The party caucuses of the Chinese Nationalist Party (KMT), the Democratic Progressive Party (DPP), the People First Party (PFP) and the TSU are scheduled to meet today to negotiate the opening date of the new legislative session, which requires a cross-party consensus.
Photo: Fang Pin-chao, Taipei Times
The current “two-vote, single-member district” system was first implemented in Taiwan in 2008. Under the system, only one legislator is elected from each constituency and each eligible voter can cast two ballots — one for a candidate representing the voter’s district and the other for a political party — to decide how many legislator-at-large seats each party can obtain.
A political party must win at least 5 percent of the party vote to be eligible for a share of the legislator-at-large seats.
The winner-takes-all approach and the current single-district electoral system have created votes of unequal value and produced imbalanced representation, Huang said, adding that the system also incited social division.
Huang stressed that the electoral system has to be reformed regardless of how difficult it might be, adding that the TSU only demands the proposal be listed on the agenda and discussed in the legislature
“We will do what is right no matter how difficult it is.
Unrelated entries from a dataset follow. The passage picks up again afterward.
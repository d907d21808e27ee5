use std::{path::Path, str::FromStr};

use miette::Diagnostic;
use thiserror::Error;
use time::{
    format_description::well_known::Iso8601, macros::format_description, Date, OffsetDateTime,
    PrimitiveDateTime,
};
use tracing::{debug, warn};

mod loader;

pub use loader::{load_rows, parse_number_or_keep_original, parse_rows, Field, LoadError, RawRow};

/// Suffix appended to every rendered temperature.
pub const DEGREE_CELSIUS: &str = "\u{00B0}C";

pub fn fahrenheit_to_celsius(fahrenheit: f64) -> f64 {
    (fahrenheit - 32.0) * 5.0 / 9.0
}

pub fn celsius_to_fahrenheit(celsius: f64) -> f64 {
    celsius * 9.0 / 5.0 + 32.0
}

/// Rounds to the nearest tenth, ties away from zero.
///
/// The summaries never call this: they render with `{:.1}` which rounds the
/// exact binary value and breaks ties to even.
pub fn round_to_1_decimal(value: f64) -> f64 {
    (value * 10.0).round() / 10.0
}

pub fn format_temperature(value: f64) -> String {
    format!("{value:.1}{DEGREE_CELSIUS}")
}

#[derive(Debug, Error, Diagnostic)]
#[error("cannot compute the mean of an empty sequence")]
#[diagnostic(code(weather::empty_input))]
pub struct EmptyInputError;

pub fn mean(values: &[f64]) -> Result<f64, EmptyInputError> {
    if values.is_empty() {
        return Err(EmptyInputError);
    }
    Ok(values.iter().sum::<f64>() / values.len() as f64)
}

/// An extreme value of a sequence and the index of its *last* occurrence.
#[derive(Debug, Clone, Copy, PartialEq)]
pub struct Extremum {
    pub value: f64,
    pub index: usize,
}

pub fn find_min(values: &[f64]) -> Option<Extremum> {
    find_extremum(values, |candidate, current| candidate < current)
}

pub fn find_max(values: &[f64]) -> Option<Extremum> {
    find_extremum(values, |candidate, current| candidate > current)
}

fn find_extremum(values: &[f64], better: fn(f64, f64) -> bool) -> Option<Extremum> {
    let (&first, rest) = values.split_first()?;
    let start = Extremum {
        value: first,
        index: 0,
    };

    Some(
        rest.iter()
            .enumerate()
            .fold(start, |current, (offset, &value)| {
                let index = offset + 1;
                if better(value, current.value) {
                    Extremum { value, index }
                } else if value == current.value {
                    // Ties move the index forward, never the value.
                    Extremum { index, ..current }
                } else {
                    current
                }
            }),
    )
}

#[derive(Debug, Error, Diagnostic)]
#[error("invalid ISO-8601 date: `{input}`")]
#[diagnostic(
    code(weather::date),
    help("dates must look like `2021-07-06` or `2021-07-06T07:00:00+08:00`")
)]
pub struct DateParseError {
    pub input: String,
    #[source]
    pub source: time::error::Parse,
}

/// Accepts a calendar date (`2021-07-06` or `20210706`) or a full ISO-8601
/// date-time, with `T` or a space between date and time.
///
/// For date-times the calendar date is taken as written, any offset is
/// ignored rather than applied.
pub fn parse_iso_date(input: &str) -> Result<Date, DateParseError> {
    let input = input.trim();
    let datetime = match input.as_bytes().get(10) {
        Some(b' ') => format!("{}T{}", &input[..10], &input[11..]),
        _ => input.to_string(),
    };

    Date::parse(input, format_description!("[year]-[month]-[day]"))
        .or_else(|_| Date::parse(input, format_description!("[year][month][day]")))
        .or_else(|_| OffsetDateTime::parse(&datetime, &Iso8601::DEFAULT).map(|dt| dt.date()))
        .or_else(|_| PrimitiveDateTime::parse(&datetime, &Iso8601::DEFAULT).map(|dt| dt.date()))
        .map_err(|source| DateParseError {
            input: input.to_string(),
            source,
        })
}

/// Renders a date as e.g. `Tuesday 06 July 2021`.
pub fn format_date(date: Date) -> Result<String, time::error::Format> {
    date.format(format_description!(
        "[weekday] [day] [month repr:long] [year]"
    ))
}

#[derive(Debug, Clone, Copy, PartialEq)]
pub struct WeatherRecord {
    pub date: Date,
    pub low_temp_f: f64,
    pub high_temp_f: f64,
}

impl WeatherRecord {
    pub fn new(iso_date: &str, low_temp_f: f64, high_temp_f: f64) -> Result<Self, DateParseError> {
        Ok(Self {
            date: parse_iso_date(iso_date)?,
            low_temp_f,
            high_temp_f,
        })
    }

    pub fn low_temp_c(&self) -> f64 {
        fahrenheit_to_celsius(self.low_temp_f)
    }

    pub fn high_temp_c(&self) -> f64 {
        fahrenheit_to_celsius(self.high_temp_f)
    }
}

#[derive(Debug, Error, Diagnostic)]
pub enum RowError {
    #[error("line {line}: expected 3 fields, found {found}")]
    #[diagnostic(code(weather::row::shape))]
    FieldCount { line: usize, found: usize },
    #[error("line {line}: {column} temperature `{value}` is not a number")]
    #[diagnostic(code(weather::row::number))]
    NotANumber {
        line: usize,
        column: &'static str,
        value: String,
    },
    #[error(transparent)]
    #[diagnostic(transparent)]
    Date(#[from] DateParseError),
}

impl TryFrom<&RawRow> for WeatherRecord {
    type Error = RowError;

    fn try_from(row: &RawRow) -> Result<Self, Self::Error> {
        let [date, low, high] = row.fields.as_slice() else {
            return Err(RowError::FieldCount {
                line: row.line,
                found: row.fields.len(),
            });
        };

        let date = parse_iso_date(&date.to_string())?;
        let number = |field: &Field, column| {
            field.as_f64().ok_or_else(|| RowError::NotANumber {
                line: row.line,
                column,
                value: field.to_string(),
            })
        };
        let low_temp_f = number(low, "low")?;
        let high_temp_f = number(high, "high")?;

        Ok(Self {
            date,
            low_temp_f,
            high_temp_f,
        })
    }
}

#[derive(Debug, Error, Diagnostic)]
pub enum SummaryError {
    #[error(transparent)]
    #[diagnostic(transparent)]
    Load(#[from] LoadError),
    #[error(transparent)]
    #[diagnostic(transparent)]
    Date(#[from] DateParseError),
    #[error(transparent)]
    #[diagnostic(transparent)]
    EmptyInput(#[from] EmptyInputError),
    #[error("could not render a date: {0}")]
    #[diagnostic(code(weather::format))]
    Format(#[from] time::error::Format),
}

/// Records in input order. May be empty.
#[derive(Debug, Clone, Default, PartialEq)]
pub struct WeatherDataset {
    pub records: Vec<WeatherRecord>,
}

impl WeatherDataset {
    pub fn new(records: Vec<WeatherRecord>) -> Self {
        Self { records }
    }

    /// Rows with the wrong number of fields or a non-numeric temperature
    /// are skipped. A bad date aborts the whole dataset, even on a row that
    /// also has a non-numeric temperature.
    pub fn from_rows(rows: &[RawRow]) -> Result<Self, DateParseError> {
        let mut records = Vec::with_capacity(rows.len());
        for row in rows {
            match WeatherRecord::try_from(row) {
                Ok(record) => records.push(record),
                Err(RowError::Date(e)) => return Err(e),
                Err(e) => warn!("skipping row: {e}"),
            }
        }
        debug!(
            rows = rows.len(),
            records = records.len(),
            "built weather dataset"
        );
        Ok(Self { records })
    }

    pub fn load(path: impl AsRef<Path>) -> Result<Self, SummaryError> {
        let rows = load_rows(path)?;
        Ok(Self::from_rows(&rows)?)
    }

    pub fn len(&self) -> usize {
        self.records.len()
    }

    pub fn is_empty(&self) -> bool {
        self.records.is_empty()
    }

    pub fn overview(&self) -> Result<String, SummaryError> {
        generate_overview_summary(&self.records)
    }

    pub fn daily(&self) -> Result<String, SummaryError> {
        generate_daily_summary(&self.records)
    }
}

impl FromStr for WeatherDataset {
    type Err = SummaryError;

    fn from_str(s: &str) -> Result<Self, Self::Err> {
        let rows = parse_rows(s)?;
        Ok(Self::from_rows(&rows)?)
    }
}

impl FromIterator<WeatherRecord> for WeatherDataset {
    fn from_iter<I: IntoIterator<Item = WeatherRecord>>(iter: I) -> Self {
        Self::new(iter.into_iter().collect())
    }
}

pub fn generate_overview_summary(records: &[WeatherRecord]) -> Result<String, SummaryError> {
    let lows: Vec<f64> = records.iter().map(WeatherRecord::low_temp_c).collect();
    let highs: Vec<f64> = records.iter().map(WeatherRecord::high_temp_c).collect();

    let (Some(lowest), Some(highest)) = (find_min(&lows), find_max(&highs)) else {
        return Ok(String::from("No data available."));
    };

    let summary = format!(
        "{} Day Overview\n  \
         The lowest temperature will be {}, and will occur on {}.\n  \
         The highest temperature will be {}, and will occur on {}.\n  \
         The average low this week is {}.\n  \
         The average high this week is {}.\n",
        records.len(),
        format_temperature(lowest.value),
        format_date(records[lowest.index].date)?,
        format_temperature(highest.value),
        format_date(records[highest.index].date)?,
        format_temperature(mean(&lows)?),
        format_temperature(mean(&highs)?),
    );
    debug!(days = records.len(), "overview summary:\n{summary}");

    Ok(summary)
}

pub fn generate_daily_summary(records: &[WeatherRecord]) -> Result<String, SummaryError> {
    let mut summary = String::new();
    for (i, record) in records.iter().enumerate() {
        if i > 0 {
            summary.push_str("\n\n");
        }
        summary.push_str(&format!(
            "---- {} ----\n  Minimum Temperature: {}\n  Maximum Temperature: {}",
            format_date(record.date)?,
            format_temperature(record.low_temp_c()),
            format_temperature(record.high_temp_c()),
        ));
    }
    summary.push_str("\n\n");

    Ok(summary)
}

/// Both renderings of one dataset.
#[derive(Debug, Clone, PartialEq, Eq)]
pub struct Summaries {
    pub overview: String,
    pub daily: String,
}

pub fn summarize_file(path: impl AsRef<Path>) -> Result<Summaries, SummaryError> {
    let dataset = WeatherDataset::load(path)?;
    Ok(Summaries {
        overview: dataset.overview()?,
        daily: dataset.daily()?,
    })
}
And we are not doing this for the sake of the benefit of the TSU, but for the benefit of the Taiwanese people,” Huang said.
While the proposal has yet to be finalized, Huang said his party favors the mixed-member proportional representation system, which has been adopted by Germany, medium-sized constituencies and lowering of the threshold for eligibility for party list seats from the current 5 percent to 2 percent.
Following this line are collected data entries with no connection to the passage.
use std::path::PathBuf;

use rstest::rstest;
use weather_summary::{
    format_date, parse_iso_date, summarize_file, SummaryError, WeatherDataset,
};

fn data(name: &str) -> PathBuf {
    PathBuf::from(env!("CARGO_MANIFEST_DIR"))
        .join("tests")
        .join("data")
        .join(name)
}

#[test]
fn summarizes_five_days() {
    let summaries = summarize_file(data("example_one.csv")).unwrap();

    assert_eq!(
        summaries.overview,
        "5 Day Overview\n  \
         The lowest temperature will be 9.4°C, and will occur on Friday 02 July 2021.\n  \
         The highest temperature will be 20.0°C, and will occur on Saturday 03 July 2021.\n  \
         The average low this week is 12.2°C.\n  \
         The average high this week is 17.8°C.\n"
    );
    assert_eq!(
        summaries.daily,
        "---- Friday 02 July 2021 ----\n  \
         Minimum Temperature: 9.4°C\n  \
         Maximum Temperature: 19.4°C\n\
         \n\
         ---- Saturday 03 July 2021 ----\n  \
         Minimum Temperature: 13.9°C\n  \
         Maximum Temperature: 20.0°C\n\
         \n\
         ---- Sunday 04 July 2021 ----\n  \
         Minimum Temperature: 13.3°C\n  \
         Maximum Temperature: 16.7°C\n\
         \n\
         ---- Monday 05 July 2021 ----\n  \
         Minimum Temperature: 12.8°C\n  \
         Maximum Temperature: 16.1°C\n\
         \n\
         ---- Tuesday 06 July 2021 ----\n  \
         Minimum Temperature: 11.7°C\n  \
         Maximum Temperature: 16.7°C\n\n"
    );
}

#[test]
fn malformed_rows_do_not_reach_the_statistics() {
    let dataset = WeatherDataset::load(data("messy.csv")).unwrap();
    assert_eq!(dataset.len(), 2);

    let overview = dataset.overview().unwrap();
    assert!(overview.starts_with("2 Day Overview\n"));
    assert!(overview.contains(
        "The lowest temperature will be 7.2°C, and will occur on Friday 09 July 2021."
    ));
    assert!(overview.contains(
        "The highest temperature will be 22.5°C, and will occur on Friday 09 July 2021."
    ));
    assert!(!dataset.daily().unwrap().contains("Thursday 08 July 2021"));
}

#[test]
fn bad_date_aborts_the_summary() {
    let err = summarize_file(data("bad_date.csv")).unwrap_err();
    match err {
        SummaryError::Date(e) => assert_eq!(e.input, "6th of July"),
        other => panic!("unexpected error: {other}"),
    }
}

#[test]
fn missing_file_is_a_load_error() {
    let err = summarize_file(data("nope.csv")).unwrap_err();
    assert!(matches!(err, SummaryError::Load(_)));
}

#[test]
fn header_only_input() {
    let dataset: WeatherDataset = "date,min,max\n".parse().unwrap();
    assert!(dataset.is_empty());
    assert_eq!(dataset.overview().unwrap(), "No data available.");
    assert_eq!(dataset.daily().unwrap(), "\n\n");
}

#[rstest]
#[case("2021-07-06")]
#[case("2000-02-29")]
#[case("1999-01-01")]
#[case("2024-12-25")]
#[case("1970-01-01")]
fn date_layout_matches_strftime(#[case] input: &str) {
    let expected = chrono::NaiveDate::parse_from_str(input, "%Y-%m-%d")
        .unwrap()
        .format("%A %d %B %Y")
        .to_string();
    assert_eq!(format_date(parse_iso_date(input).unwrap()).unwrap(), expected);
}
use miette::{Result, WrapErr};
use tracing_subscriber::EnvFilter;
use weather_summary::summarize_file;

fn main() -> Result<()> {
    tracing_subscriber::fmt()
        .with_env_filter(EnvFilter::from_default_env())
        .with_writer(std::io::stderr)
        .init();

    let file = std::env::args()
        .nth(1)
        .ok_or_else(|| miette::miette!("Missing filename"))?;

    let summaries = summarize_file(&file).wrap_err_with(|| format!("could not summarize {file}"))?;

    println!("{}", summaries.overview);
    print!("{}", summaries.daily);

    Ok(())
}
The party, which only has three seats, would discuss possible collaboration with the DPP because it would take the signatures of more than one-quarter of the legislators, or 29 seats, to launch the amendment proposal.
Almost every political party had called the electoral system flawed during the election period, TSU Legislator Huang Wen-ling (黃文玲) said.
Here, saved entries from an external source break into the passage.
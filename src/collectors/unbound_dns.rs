//! Unbound DNS Metrics Collector
//!
//! # Metrics Produced
//! - `opnsense_unbound_dns_uptime_seconds`
//! - `opnsense_unbound_dns_queries_total`
//! - `opnsense_unbound_dns_cache_hits_total` / `cache_misses_total`
//! - `opnsense_unbound_dns_answers_bogus_total` / `answers_secure_total`
//! - `opnsense_unbound_dns_answer_rcodes_total` - Labels: rcode
//! - `opnsense_unbound_dns_query_types_total` - Labels: type
//!
//! Any statistic that does not parse fails the collector for this scrape.

use super::{Emitter, MetricDesc, SourceAdapter, UNBOUND_DNS};
use crate::opnsense::{FetchError, OpnSenseClient};
use async_trait::async_trait;

pub struct UnboundDnsCollector {
    instance: String,
    uptime: MetricDesc,
    queries: MetricDesc,
    cache_hits: MetricDesc,
    cache_misses: MetricDesc,
    answers_bogus: MetricDesc,
    answers_secure: MetricDesc,
    answer_rcodes: MetricDesc,
    query_types: MetricDesc,
}

impl UnboundDnsCollector {
    pub fn new() -> Self {
        Self {
            instance: String::new(),
            uptime: MetricDesc::gauge(
                UNBOUND_DNS,
                "uptime_seconds",
                "Uptime of the unbound DNS service in seconds",
                &[],
            ),
            queries: MetricDesc::counter(
                UNBOUND_DNS,
                "queries_total",
                "Total number of queries received",
                &[],
            ),
            cache_hits: MetricDesc::counter(
                UNBOUND_DNS,
                "cache_hits_total",
                "Total number of queries answered from cache",
                &[],
            ),
            cache_misses: MetricDesc::counter(
                UNBOUND_DNS,
                "cache_misses_total",
                "Total number of queries that needed recursive processing",
                &[],
            ),
            answers_bogus: MetricDesc::counter(
                UNBOUND_DNS,
                "answers_bogus_total",
                "Total number of answers that were bogus",
                &[],
            ),
            answers_secure: MetricDesc::counter(
                UNBOUND_DNS,
                "answers_secure_total",
                "Total number of answers that were secure",
                &[],
            ),
            answer_rcodes: MetricDesc::counter(
                UNBOUND_DNS,
                "answer_rcodes_total",
                "Total number of answers by response code",
                &["rcode"],
            ),
            query_types: MetricDesc::counter(
                UNBOUND_DNS,
                "query_types_total",
                "Total number of queries by query type",
                &["type"],
            ),
        }
    }
}

impl Default for UnboundDnsCollector {
    fn default() -> Self {
        Self::new()
    }
}

#[async_trait]
impl SourceAdapter for UnboundDnsCollector {
    fn name(&self) -> &'static str {
        UNBOUND_DNS
    }

    fn register(&mut self, instance: &str) {
        self.instance = instance.to_string();
    }

    fn describe(&self) -> Vec<&MetricDesc> {
        vec![
            &self.uptime,
            &self.queries,
            &self.cache_hits,
            &self.cache_misses,
            &self.answers_bogus,
            &self.answers_secure,
            &self.answer_rcodes,
            &self.query_types,
        ]
    }

    async fn update(&self, client: &OpnSenseClient, out: &mut Emitter) -> Result<(), FetchError> {
        let data = client.fetch_unbound_overview().await?;
        let instance = [self.instance.as_str()];

        out.emit(&self.uptime, data.uptime_seconds, &instance);
        out.emit(&self.queries, data.queries_total as f64, &instance);
        out.emit(&self.cache_hits, data.cache_hits_total as f64, &instance);
        out.emit(&self.cache_misses, data.cache_misses_total as f64, &instance);
        out.emit(&self.answers_bogus, data.answers_bogus_total as f64, &instance);
        out.emit(&self.answers_secure, data.answers_secure_total as f64, &instance);

        for (rcode, count) in &data.answer_rcodes {
            out.emit(&self.answer_rcodes, *count as f64, &[rcode, &self.instance]);
        }
        for (query_type, count) in &data.query_types {
            out.emit(&self.query_types, *count as f64, &[query_type, &self.instance]);
        }
        Ok(())
    }
}
//! In-process fake OPNsense API shared by the integration tests.
//!
//! Replies are keyed by request path; anything unknown answers 404. Every request
//! is recorded so tests can count hits and inspect headers and bodies.

#![allow(dead_code)]

use axum::{
    body::{Body, Bytes},
    extract::State,
    http::{header, HeaderMap, Method, StatusCode, Uri},
    response::Response,
    Router,
};
use opnsense_exporter::config::OpnSenseConfig;
use secrecy::SecretString;
use std::collections::HashMap;
use std::net::SocketAddr;
use std::sync::{Arc, Mutex};

/// `{"System":{"status":"OK"},"Firewall":{"status":"OK"}}`, gzip-compressed
pub const HEALTHY_GZIP: &[u8] = &[
    0x1f, 0x8b, 0x08, 0x00, 0x00, 0x00, 0x00, 0x00, 0x02, 0x03, 0xab, 0x56, 0x0a, 0xae, 0x2c,
    0x2e, 0x49, 0xcd, 0x55, 0xb2, 0xaa, 0x56, 0x2a, 0x2e, 0x49, 0x2c, 0x29, 0x2d, 0x56, 0xb2,
    0x52, 0xf2, 0xf7, 0x56, 0xaa, 0xd5, 0x51, 0x72, 0xcb, 0x2c, 0x4a, 0x2d, 0x4f, 0xcc, 0xc9,
    0xc1, 0x90, 0xaa, 0x05, 0x00, 0x39, 0x5c, 0x97, 0x6e, 0x35, 0x00, 0x00, 0x00,
];

pub const HEALTHY_JSON: &str = r#"{"System":{"status":"OK"},"Firewall":{"status":"OK"}}"#;
pub const UNHEALTHY_JSON: &str = r#"{"metadata":{"System":{"status":1},"Firewall":{"status":1}}}"#;

pub const HEALTH_PATH: &str = "/api/core/system/status";
pub const SERVICES_PATH: &str = "/api/core/service/search";
pub const ARP_PATH: &str = "/api/diagnostics/interface/search_arp";

#[derive(Clone)]
pub struct Reply {
    pub status: StatusCode,
    pub body: Vec<u8>,
    pub gzip: bool,
}

impl Reply {
    pub fn json(body: &str) -> Self {
        Self::status(StatusCode::OK, body)
    }

    pub fn status(status: StatusCode, body: &str) -> Self {
        Self {
            status,
            body: body.as_bytes().to_vec(),
            gzip: false,
        }
    }

    pub fn gzip(body: &[u8]) -> Self {
        Self {
            status: StatusCode::OK,
            body: body.to_vec(),
            gzip: true,
        }
    }
}

#[derive(Debug, Clone)]
pub struct RecordedRequest {
    pub method: Method,
    pub path: String,
    pub headers: HeaderMap,
    pub body: String,
}

#[derive(Default)]
struct Upstream {
    replies: Mutex<HashMap<String, Reply>>,
    requests: Mutex<Vec<RecordedRequest>>,
}

pub struct FakeOpnSense {
    pub addr: SocketAddr,
    upstream: Arc<Upstream>,
}

impl FakeOpnSense {
    pub async fn start() -> Self {
        let upstream = Arc::new(Upstream::default());
        let app = Router::new()
            .fallback(handle)
            .with_state(Arc::clone(&upstream));

        let listener = tokio::net::TcpListener::bind("127.0.0.1:0")
            .await
            .expect("Failed to bind fake upstream");
        let addr = listener.local_addr().expect("No local address");
        tokio::spawn(async move {
            axum::serve(listener, app).await.expect("Fake upstream failed");
        });

        Self { addr, upstream }
    }

    /// Fake that answers the health check as healthy
    pub async fn healthy() -> Self {
        let fake = Self::start().await;
        fake.reply(HEALTH_PATH, Reply::json(HEALTHY_JSON));
        fake
    }

    pub fn reply(&self, path: &str, reply: Reply) {
        self.upstream
            .replies
            .lock()
            .unwrap()
            .insert(path.to_string(), reply);
    }

    pub fn requests(&self) -> Vec<RecordedRequest> {
        self.upstream.requests.lock().unwrap().clone()
    }

    pub fn hits(&self, path: &str) -> usize {
        self.requests().iter().filter(|r| r.path == path).count()
    }

    pub fn config(&self) -> OpnSenseConfig {
        opnsense_config(&self.addr.to_string())
    }
}

async fn handle(
    State(upstream): State<Arc<Upstream>>,
    method: Method,
    uri: Uri,
    headers: HeaderMap,
    body: Bytes,
) -> Response {
    let path = uri.path().to_string();
    upstream.requests.lock().unwrap().push(RecordedRequest {
        method,
        path: path.clone(),
        headers,
        body: String::from_utf8_lossy(&body).into_owned(),
    });

    let reply = upstream.replies.lock().unwrap().get(&path).cloned();
    let reply = reply.unwrap_or_else(|| Reply::status(StatusCode::NOT_FOUND, "not found"));

    let mut builder = Response::builder()
        .status(reply.status)
        .header(header::CONTENT_TYPE, "application/json");
    if reply.gzip {
        builder = builder.header(header::CONTENT_ENCODING, "gzip");
    }
    builder.body(Body::from(reply.body)).unwrap()
}

pub fn opnsense_config(host: &str) -> OpnSenseConfig {
    OpnSenseConfig {
        protocol: "http".to_string(),
        host: host.to_string(),
        api_key: SecretString::from("key"),
        api_secret: SecretString::from("secret"),
        api_key_file: None,
        api_secret_file: None,
        insecure: false,
    }
}

/// An address nothing listens on
pub async fn closed_address() -> String {
    let listener = tokio::net::TcpListener::bind("127.0.0.1:0")
        .await
        .expect("Failed to bind");
    let addr = listener.local_addr().expect("No local address");
    drop(listener);
    addr.to_string()
}
//! Firmware Status Metrics Collector
//!
//! # Metrics Produced
//! Value metrics, each also carrying its value as a label:
//! - `opnsense_firmware_needs_reboot` (-1 when unknown)
//! - `opnsense_firmware_upgrade_needs_reboot` (-1 when unknown)
//! - `opnsense_firmware_new_packages`
//! - `opnsense_firmware_upgrade_packages`
//!
//! Info metrics (value 1), labelled with the reported string:
//! - `opnsense_firmware_last_check`, `os_version`, `product_abi`, `product_id`,
//!   `product_version`

use super::{Emitter, MetricDesc, SourceAdapter, FIRMWARE};
use crate::opnsense::{FetchError, OpnSenseClient};
use async_trait::async_trait;

pub struct FirmwareCollector {
    instance: String,
    needs_reboot: MetricDesc,
    upgrade_needs_reboot: MetricDesc,
    new_packages: MetricDesc,
    upgrade_packages: MetricDesc,
    last_check: MetricDesc,
    os_version: MetricDesc,
    product_abi: MetricDesc,
    product_id: MetricDesc,
    product_version: MetricDesc,
}

impl FirmwareCollector {
    pub fn new() -> Self {
        let desc = |name: &str, help: &str| MetricDesc::gauge(FIRMWARE, name, help, &[name]);
        Self {
            instance: String::new(),
            needs_reboot: desc("needs_reboot", "opnsense would like to be rebooted"),
            upgrade_needs_reboot: desc("upgrade_needs_reboot", "upgrade involves reboot"),
            new_packages: desc("new_packages", "new packages"),
            upgrade_packages: desc("upgrade_packages", "upgrade packages"),
            last_check: desc("last_check", "last check for upgrade"),
            os_version: desc("os_version", "Version of this opnSense"),
            product_abi: desc("product_abi", "Product ABI of this opnSense"),
            product_id: desc("product_id", "Product ID of this opnSense"),
            product_version: desc("product_version", "Product Version of this opnSense"),
        }
    }

    fn emit_value(&self, out: &mut Emitter, desc: &MetricDesc, value: i64) {
        out.emit(desc, value as f64, &[&value.to_string(), &self.instance]);
    }

    fn emit_info(&self, out: &mut Emitter, desc: &MetricDesc, value: &str) {
        out.emit(desc, 1.0, &[value, &self.instance]);
    }
}

impl Default for FirmwareCollector {
    fn default() -> Self {
        Self::new()
    }
}

#[async_trait]
impl SourceAdapter for FirmwareCollector {
    fn name(&self) -> &'static str {
        FIRMWARE
    }

    fn register(&mut self, instance: &str) {
        self.instance = instance.to_string();
    }

    fn describe(&self) -> Vec<&MetricDesc> {
        vec![
            &self.needs_reboot,
            &self.upgrade_needs_reboot,
            &self.new_packages,
            &self.upgrade_packages,
            &self.last_check,
            &self.os_version,
            &self.product_abi,
            &self.product_id,
            &self.product_version,
        ]
    }

    async fn update(&self, client: &OpnSenseClient, out: &mut Emitter) -> Result<(), FetchError> {
        let status = client.fetch_firmware_status().await?;

        self.emit_value(out, &self.needs_reboot, status.needs_reboot);
        self.emit_value(out, &self.upgrade_needs_reboot, status.upgrade_needs_reboot);
        self.emit_value(out, &self.new_packages, status.new_packages as i64);
        self.emit_value(out, &self.upgrade_packages, status.upgrade_packages as i64);

        self.emit_info(out, &self.last_check, &status.last_check);
        self.emit_info(out, &self.os_version, &status.os_version);
        self.emit_info(out, &self.product_abi, &status.product_abi);
        self.emit_info(out, &self.product_id, &status.product_id);
        self.emit_info(out, &self.product_version, &status.product_version);
        Ok(())
    }
}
“So why don’t we make a change?” she asked.
Meanwhile, the TSU also criticized President Ma Ying-jeou’s (馬英九) decision to skip making a “State of the Nation” report to the legislature, saying Ma’s citing of the Constitution was incorrect and reflected his lack of understanding of the law.
The amendment of the ROC Constitution stated that the president can make an annual national report to the legislature, Huang said, while the Law Governing the Legislative Yuan’s Power (立法院職權行使法) states that legislators can interpellate the president after his national report.
“The TSU demands that Ma make a national report to the legislature and take questions from the legislators,” Huang said.
The TSU’s plan to push for constitutional reform to change the legislative electoral system evoked a mixed response from other parties yesterday.
Voicing disapproval of the TSU’s decision, KMT Policy Committee chief Lin Hung-chih (林鴻池) said he respects the TSU’s right to express its opinions but added that it was inappropriate to resort to threats to achieve its goals.
With the “two-vote, single-member district” system having only been used twice in national elections, more discussion of the system’s advantages and disadvantages should be held before any move to amend the constitution, Lin said.
PFP legislative caucus convener Thomas Lee (李桐豪) said his party believes the TSU’s proposal is incomplete because it fails to address the issue of whether Taiwan should adopt a presidential or parliamentary system of government.
DPP caucus whip Pan Men-an (潘孟安) said the DPP would not rule out supporting the TSU’s proposal.
In addition to the legislative electoral system, the DPP hopes the proposed constitutional reform will also cover other issues, such as lowering the age of suffrage to 18, Pan said.